* **Provided information**:
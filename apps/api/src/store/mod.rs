//! Storage seam for insights, resumes, feedback and scores.
//!
//! Production uses `PgStore`; tests use the in-memory store. Every write is an
//! independent append: no method updates or deletes existing rows.
//!
//! Feedback and score rows carry the id of the analysis run that produced
//! them, so one run can be read back without mixing in earlier ones.

use anyhow::Result;
use async_trait::async_trait;
use uuid::Uuid;

use crate::models::feedback::{FeedbackItem, ScoreSet};
use crate::models::insight::InsightRecord;
use crate::models::resume::Resume;

pub mod gateway;
#[cfg(test)]
pub mod memory;
pub mod postgres;

pub use gateway::PersistenceGateway;
pub use postgres::PgStore;

#[async_trait]
pub trait Store: Send + Sync {
    async fn count_insights(&self) -> Result<i64>;

    /// Most recently stored insights first.
    async fn recent_insights(&self, limit: i64) -> Result<Vec<InsightRecord>>;

    async fn insert_insight(&self, record: &InsightRecord) -> Result<()>;

    async fn insert_feedback(&self, analysis_id: Uuid, item: &FeedbackItem) -> Result<()>;

    async fn insert_scores(&self, analysis_id: Uuid, scores: &ScoreSet) -> Result<()>;

    async fn insert_resume(&self, resume: &Resume) -> Result<()>;

    async fn get_resume(&self, id: &str) -> Result<Option<Resume>>;

    /// The newest score row for a resume and the run it belongs to.
    /// Re-analysis appends rather than overwrites.
    async fn latest_scores(&self, resume_id: &str) -> Result<Option<(Uuid, ScoreSet)>>;

    /// Feedback written by one analysis run, in insertion order.
    async fn feedback_for_analysis(&self, analysis_id: Uuid) -> Result<Vec<FeedbackItem>>;
}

* **Required action**: From the listing above, output exactly the run of lines that starts with the line containing "pub mod memory;" and ends with the line containing "it belongs to.".

* **Solution**:
pub mod memory;
pub mod postgres;

pub use gateway::PersistenceGateway;
pub use postgres::PgStore;

#[async_trait]
pub trait Store: Send + Sync {
    async fn count_insights(&self) -> Result<i64>;

    /// Most recently stored insights first.
    async fn recent_insights(&self, limit: i64) -> Result<Vec<InsightRecord>>;

    async fn insert_insight(&self, record: &InsightRecord) -> Result<()>;

    async fn insert_feedback(&self, analysis_id: Uuid, item: &FeedbackItem) -> Result<()>;

    async fn insert_scores(&self, analysis_id: Uuid, scores: &ScoreSet) -> Result<()>;

    async fn insert_resume(&self, resume: &Resume) -> Result<()>;

    async fn get_resume(&self, id: &str) -> Result<Option<Resume>>;

    /// The newest score row for a resume and the run it belongs to.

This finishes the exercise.